- Developer: Apache Software Foundation
- Preview release: 0.7.1 / March 14, 2016; 10 years ago
- Written in: Java
- Operating system: Cross-platform
- Type: Distributed computing, bulk synchronous parallel
- License: Apache License 2.0
- Website: hama.apache.org
- Repository: Hama Repository

= Apache Hama =

Distributed computing framework

Apache Hama is a distributed computing framework based on bulk synchronous parallel computing techniques for massive scientific computations e.g., matrix, and algorithms. Originally a sub-project of Hadoop, it became an Apache Software Foundation top level project in 2012. It was created by Edward J. Yoon, who named it (short for "Hadoop Matrix Algebra"), and Hama also means hippopotamus in Yoon's native Korean language (하마), following the trend of naming Apache projects after animals and zoology (such as Apache Pig).
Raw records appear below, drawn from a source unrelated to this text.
//! Database connection pool management

mod postgres;

pub use postgres::{
    create_pool, default_migrations_dir, run_migrations, DatabaseConfig, MigrationError,
};

// Re-export PgPool for convenience
pub use sqlx::postgres::PgPool;
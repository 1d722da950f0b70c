//! Account settings registry

use axum::Json;
use userbind_core::ACCOUNT_SETTINGS;
use userbind_service::dto::SettingsRegistryResponse;

/// Descriptors of every account setting
///
/// GET /api/settings/account
pub async fn account_settings() -> Json<SettingsRegistryResponse> {
    Json(SettingsRegistryResponse {
        settings: ACCOUNT_SETTINGS,
    })
}
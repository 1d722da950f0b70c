//! # userbind-service
//!
//! Application layer containing the invite store, binding rules, bulk import,
//! authentication and the read paths for user and scoreboard views.

pub mod dto;
pub mod services;

/// In-memory repository implementations for tests
#[cfg(any(test, feature = "testing"))]
pub mod testing;

pub use services::{
    AuthService, BindingService, ImportService, InviteService, ScoreboardService, ServiceContext,
    ServiceContextBuilder, ServiceError, ServiceResult, UserService,
};
//! Value objects - immutable types that represent domain concepts

mod invite_page;
mod privileges;
mod user_id;

pub use invite_page::InvitePage;
pub use privileges::Privileges;
pub use user_id::{UserId, UserIdParseError};
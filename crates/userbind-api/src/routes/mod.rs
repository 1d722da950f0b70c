//! Route definitions

use axum::{
    middleware,
    routing::{get, post},
    Router,
};

use crate::handlers::{auth, contests, health, home, settings, user_bind, users};
use crate::middleware::{binding_gate, redirect_unbound_after_login};
use crate::response::ApiError;
use crate::state::AppState;

/// All routes behind the binding gate
pub fn create_router(state: &AppState) -> Router<AppState> {
    Router::new()
        .route("/", get(home::home))
        .merge(auth_routes(state))
        .merge(user_bind_routes())
        .merge(user_routes())
        .merge(contest_routes())
        .route("/api/settings/account", get(settings::account_settings))
        .fallback(not_found)
        .layer(middleware::from_fn_with_state(state.clone(), binding_gate))
}

/// Health check routes, mounted outside the gate
pub fn health_routes() -> Router<AppState> {
    Router::new().route("/health", get(health::health_check))
}

fn auth_routes(state: &AppState) -> Router<AppState> {
    let login = Router::new()
        .route("/login", post(auth::login))
        .route_layer(middleware::from_fn_with_state(
            state.clone(),
            redirect_unbound_after_login,
        ));

    Router::new()
        .route("/register", post(auth::register))
        .route("/logout", post(auth::logout))
        .merge(login)
}

/// Invite management, import, redemption and the binding check
fn user_bind_routes() -> Router<AppState> {
    Router::new()
        .route(
            "/user-bind/manage",
            get(user_bind::manage).post(user_bind::create_invite),
        )
        .route(
            "/user-bind/import",
            get(user_bind::import_form).post(user_bind::import),
        )
        .route("/user-bind/check", get(user_bind::check))
        .route("/user-bind/delete/:code", post(user_bind::delete_invite))
        .route(
            "/user-bind/:code",
            get(user_bind::redeem_confirm).post(user_bind::redeem),
        )
}

fn user_routes() -> Router<AppState> {
    Router::new()
        .route("/user/:uid", get(users::user_detail))
        .route(
            "/user/:uid/settings",
            get(users::get_settings).patch(users::update_settings),
        )
}

fn contest_routes() -> Router<AppState> {
    Router::new().route("/contest/:id/scoreboard", get(contests::scoreboard))
}

async fn not_found() -> ApiError {
    ApiError::from(userbind_common::AppError::NotFound("route".to_string()))
}
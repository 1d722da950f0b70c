//! Page query extractor
//!
//! Extracts the 1-based `page` parameter used by the invite management view.

use axum::{
    async_trait,
    extract::{FromRequestParts, Query},
    http::request::Parts,
};
use serde::Deserialize;

use crate::response::ApiError;

/// Raw query parameters
#[derive(Debug, Deserialize)]
pub struct PageParams {
    #[serde(default)]
    pub page: Option<i64>,
}

/// Requested page. Out-of-range values are clamped by the service.
#[derive(Debug, Clone, Copy, PartialEq, Eq)]
pub struct PageQuery {
    pub page: i64,
}

impl Default for PageQuery {
    fn default() -> Self {
        Self { page: 1 }
    }
}

impl From<PageParams> for PageQuery {
    fn from(params: PageParams) -> Self {
        Self {
            page: params.page.unwrap_or(1),
        }
    }
}

#[async_trait]
impl<S> FromRequestParts<S> for PageQuery
where
    S: Send + Sync,
{
    type Rejection = ApiError;

    async fn from_request_parts(parts: &mut Parts, state: &S) -> Result<Self, Self::Rejection> {
        let Query(params) = Query::<PageParams>::from_request_parts(parts, state)
            .await
            .map_err(|e| ApiError::invalid_query(e.to_string()))?;

        Ok(PageQuery::from(params))
    }
}

#[cfg(test)]
mod tests {
    use super::*;

    #[test]
    fn test_default_page() {
        assert_eq!(PageQuery::default().page, 1);
        assert_eq!(PageQuery::from(PageParams { page: None }).page, 1);
    }

    #[test]
    fn test_page_passthrough() {
        assert_eq!(PageQuery::from(PageParams { page: Some(3) }).page, 3);
        // clamping happens in the service
        assert_eq!(PageQuery::from(PageParams { page: Some(-2) }).page, -2);
    }
}
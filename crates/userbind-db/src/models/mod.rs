//! Database models - SQLx-compatible structs for PostgreSQL tables

mod scoreboard;
mod student_invite;
mod user;

pub use scoreboard::ScoreboardRowModel;
pub use student_invite::StudentInviteModel;
pub use user::UserModel;
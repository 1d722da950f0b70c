//! Repository implementations
//!
//! PostgreSQL implementations of the repository traits defined in userbind-core.

mod error;
mod scoreboard;
mod student_invite;
mod user;

pub use scoreboard::PgScoreboardRepository;
pub use student_invite::PgInviteRepository;
pub use user::PgUserRepository;
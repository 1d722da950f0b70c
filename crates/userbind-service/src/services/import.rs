//! Bulk invite import
//!
//! Text format: one `<student_id> <student_name...>` per line.

use tracing::{info, instrument, warn};

use crate::dto::{ImportLineResult, ImportResponse};

use super::context::ServiceContext;
use super::error::ServiceResult;
use super::invite::InviteService;

/// One parsed import line
#[derive(Debug, Clone, PartialEq, Eq)]
pub struct ImportLine {
    pub student_id: String,
    pub student_name: String,
}

/// Parse import text.
///
/// The first whitespace-separated token is the student id and the rest,
/// joined by single spaces, is the name. Lines with fewer than two tokens are
/// dropped.
pub fn parse_import_text(text: &str) -> Vec<ImportLine> {
    text.lines()
        .filter_map(|line| {
            let mut tokens = line.split_whitespace();
            let student_id = tokens.next()?;
            let student_name = tokens.collect::<Vec<_>>().join(" ");
            if student_name.is_empty() {
                return None;
            }
            Some(ImportLine {
                student_id: student_id.to_string(),
                student_name,
            })
        })
        .collect()
}

/// Import service
pub struct ImportService<'a> {
    ctx: &'a ServiceContext,
}

impl<'a> ImportService<'a> {
    pub fn new(ctx: &'a ServiceContext) -> Self {
        Self { ctx }
    }

    /// Create one invite per line. A failing line is reported in its result
    /// and the remaining lines still run.
    #[instrument(skip(self, text), fields(bytes = text.len()))]
    pub async fn import(&self, text: &str) -> ServiceResult<ImportResponse> {
        let invites = InviteService::new(self.ctx);
        let mut results = Vec::new();

        for line in parse_import_text(text) {
            let result = match invites
                .create_invite(&line.student_id, &line.student_name)
                .await
            {
                Ok(code) => ImportLineResult {
                    student_id: line.student_id,
                    student_name: line.student_name,
                    success: true,
                    code: Some(code),
                    message: None,
                },
                Err(e) => {
                    warn!(student_id = %line.student_id, error = %e, "Import line failed");
                    ImportLineResult {
                        student_id: line.student_id,
                        student_name: line.student_name,
                        success: false,
                        code: None,
                        message: Some(e.to_string()),
                    }
                }
            };
            results.push(result);
        }

        let response = ImportResponse::new(results);
        info!(
            succeeded = response.succeeded,
            failed = response.failed,
            "Invite import finished"
        );
        Ok(response)
    }
}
Hama was inspired by Google's Pregel large-scale graph computing framework described in 2010. When executing graph algorithms, Hama showed a fifty-fold performance increase relative to Hadoop.
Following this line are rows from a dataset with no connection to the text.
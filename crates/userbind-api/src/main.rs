//! userbind API server entry point
//!
//! Run with:
//! ```bash
//! cargo run -p userbind-api
//! ```
//!
//! Configuration is loaded from environment variables and `.env`.

use tracing::{error, info};
use userbind_common::{try_init_tracing_with_config, AppConfig, TracingConfig};

#[tokio::main]
async fn main() {
    let config = match AppConfig::from_env() {
        Ok(config) => config,
        Err(e) => {
            eprintln!("Failed to load configuration: {e}");
            std::process::exit(1);
        }
    };

    if let Err(e) = try_init_tracing_with_config(TracingConfig::for_environment(config.app.env)) {
        eprintln!("Warning: Failed to initialize tracing: {e}");
    }

    info!(
        name = %config.app.name,
        env = ?config.app.env,
        port = config.api.port,
        "Starting userbind API server"
    );

    if let Err(e) = userbind_api::run(config).await {
        error!(error = %e, "Server failed");
        std::process::exit(1);
    }
}
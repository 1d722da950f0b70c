//! # userbind-core
//!
//! Domain layer for student identity binding: invite records, the user
//! identity fields, privileges, the account settings registry and the
//! repository traits the infrastructure layer implements.
//! This crate has zero dependencies on infrastructure (database, web framework, etc.).

pub mod entities;
pub mod error;
pub mod settings;
pub mod traits;
pub mod value_objects;

// Re-export commonly used types at crate root
pub use entities::{
    generate_invite_code, ScoreboardRow, ScoreboardUserCell, StudentInvite, User, INVITE_CODE_LEN,
};
pub use error::DomainError;
pub use settings::{SettingDescriptor, SettingKind, ACCOUNT_SETTINGS};
pub use traits::{InviteRepository, RepoResult, ScoreboardRepository, UserRepository};
pub use value_objects::{InvitePage, Privileges, UserId, UserIdParseError};
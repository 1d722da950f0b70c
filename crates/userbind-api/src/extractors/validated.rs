//! Validated JSON extractor
//!
//! Extracts and validates JSON request bodies using the validator crate.

use axum::{
    async_trait,
    extract::{rejection::JsonRejection, FromRequest, Request},
    Json,
};
use serde::de::DeserializeOwned;
use validator::Validate;

use crate::response::ApiError;

/// Validated JSON extractor
///
/// The inner type must implement both `Deserialize` and `Validate`.
#[derive(Debug, Clone)]
pub struct ValidatedJson<T>(pub T);

#[async_trait]
impl<S, T> FromRequest<S> for ValidatedJson<T>
where
    S: Send + Sync,
    T: DeserializeOwned + Validate,
{
    type Rejection = ApiError;

    async fn from_request(req: Request, state: &S) -> Result<Self, Self::Rejection> {
        let Json(value) = Json::<T>::from_request(req, state)
            .await
            .map_err(|e| match e {
                JsonRejection::JsonDataError(e) => ApiError::invalid_body(e.body_text()),
                JsonRejection::JsonSyntaxError(e) => ApiError::invalid_body(e.body_text()),
                JsonRejection::MissingJsonContentType(e) => ApiError::invalid_body(e.body_text()),
                JsonRejection::BytesRejection(e) => ApiError::invalid_body(e.body_text()),
                _ => ApiError::invalid_body("Invalid JSON body"),
            })?;

        value.validate()?;

        Ok(ValidatedJson(value))
    }
}
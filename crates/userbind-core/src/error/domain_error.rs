//! Domain errors - error types for the domain layer

use thiserror::Error;

use crate::value_objects::UserId;

/// Domain layer errors
#[derive(Debug, Error)]
pub enum DomainError {
    // =========================================================================
    // Not Found Errors
    // =========================================================================
    #[error("Invite code not found")]
    InviteNotFound(String),

    #[error("User not found: {0}")]
    UserNotFound(UserId),

    // =========================================================================
    // Forbidden (user-facing, not retryable)
    // =========================================================================
    #[error("Invite code has already been used")]
    InviteAlreadyUsed(String),

    #[error("Your account is already bound to a student identity")]
    AlreadyBound(UserId),

    #[error("You must be logged in")]
    NotLoggedIn,

    #[error("Missing privilege: {0}")]
    MissingPrivilege(String),

    // =========================================================================
    // Conflict Errors
    // =========================================================================
    #[error("Invite code already exists")]
    InviteCodeExists,

    #[error("Handle already in use")]
    HandleAlreadyExists,

    #[error("Email already in use")]
    EmailAlreadyExists,

    // =========================================================================
    // Validation Errors
    // =========================================================================
    #[error("Validation error: {0}")]
    ValidationError(String),

    // =========================================================================
    // Infrastructure Errors (wrapped)
    // =========================================================================
    #[error("Database error: {0}")]
    DatabaseError(String),

    #[error("Internal error: {0}")]
    InternalError(String),
}

impl DomainError {
    /// Get an error code string for API responses
    pub fn code(&self) -> &'static str {
        match self {
            Self::InviteNotFound(_) => "UNKNOWN_INVITE",
            Self::UserNotFound(_) => "UNKNOWN_USER",

            Self::InviteAlreadyUsed(_) => "INVITE_ALREADY_USED",
            Self::AlreadyBound(_) => "ALREADY_BOUND",
            Self::NotLoggedIn => "NOT_LOGGED_IN",
            Self::MissingPrivilege(_) => "MISSING_PRIVILEGE",

            Self::InviteCodeExists => "INVITE_CODE_EXISTS",
            Self::HandleAlreadyExists => "HANDLE_ALREADY_EXISTS",
            Self::EmailAlreadyExists => "EMAIL_ALREADY_EXISTS",

            Self::ValidationError(_) => "VALIDATION_ERROR",

            Self::DatabaseError(_) => "DATABASE_ERROR",
            Self::InternalError(_) => "INTERNAL_ERROR",
        }
    }

    /// Check if this is a "not found" error
    pub fn is_not_found(&self) -> bool {
        matches!(self, Self::InviteNotFound(_) | Self::UserNotFound(_))
    }

    /// Check if this is a user-facing refusal (403)
    pub fn is_forbidden(&self) -> bool {
        matches!(
            self,
            Self::InviteAlreadyUsed(_) | Self::AlreadyBound(_) | Self::NotLoggedIn
        )
    }

    /// Check if this is a missing-privilege error
    pub fn is_authorization(&self) -> bool {
        matches!(self, Self::MissingPrivilege(_))
    }

    /// Check if this is a validation error
    pub fn is_validation(&self) -> bool {
        matches!(self, Self::ValidationError(_))
    }

    /// Check if this is a conflict error
    pub fn is_conflict(&self) -> bool {
        matches!(
            self,
            Self::InviteCodeExists | Self::HandleAlreadyExists | Self::EmailAlreadyExists
        )
    }

    /// Infrastructure failures; everything else is caused by the request
    pub fn is_internal(&self) -> bool {
        matches!(self, Self::DatabaseError(_) | Self::InternalError(_))
    }
}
Retired in April 2020, project resources are made available as part of the Apache Attic. Yoon cited issues of installation, scalability, and a difficult programming model for its lack of adoption.

== Architecture ==
Hama consists of three major components: BSPMaster, GroomServers and Zookeeper.

=== BSPMaster ===
BSPMaster is responsible for:
- Maintaining groom server status
- Controlling super steps in a cluster
- Maintaining job progress information
- Scheduling jobs and assigning tasks to groom servers
- Disseminating execution class across groom servers
- Controlling fault
- Providing users with the cluster control interface.

A BSP Master and multiple grooms are started by the script. Then, the bsp master starts up with a RPC server for groom servers. Groom servers starts up with a BSPPeer instance and a RPC proxy to contact the bsp master. After started, each groom periodically sends a heartbeat message that encloses its groom server status, including maximum task capacity, unused memory, and so on.

Each time the BSP master receives a heartbeat message, it brings the groom server status up-to-date. The bsp master makes use of groom servers' status in order to assign tasks to idle groom servers - and returns a heartbeat response containing assigned tasks and others actions for a groom server to do. Currently BSP master has a FIFO job scheduler and simple task assignment algorithms.

=== GroomServer ===
A groom server (shortly referred to as groom) is a process that performs BSP tasks assigned by BSPMaster. Each groom contacts the BSPMaster, and it takes assigned tasks and reports its status by means of periodical piggybacks with BSPMaster. Each groom is designed to run with HDFS or other distributed storages. Basically, a groom server and a data node should be run on one physical node.

=== Zookeeper ===
A Zookeeper is used to manage the efficient barrier synchronisation of the BSPPeers.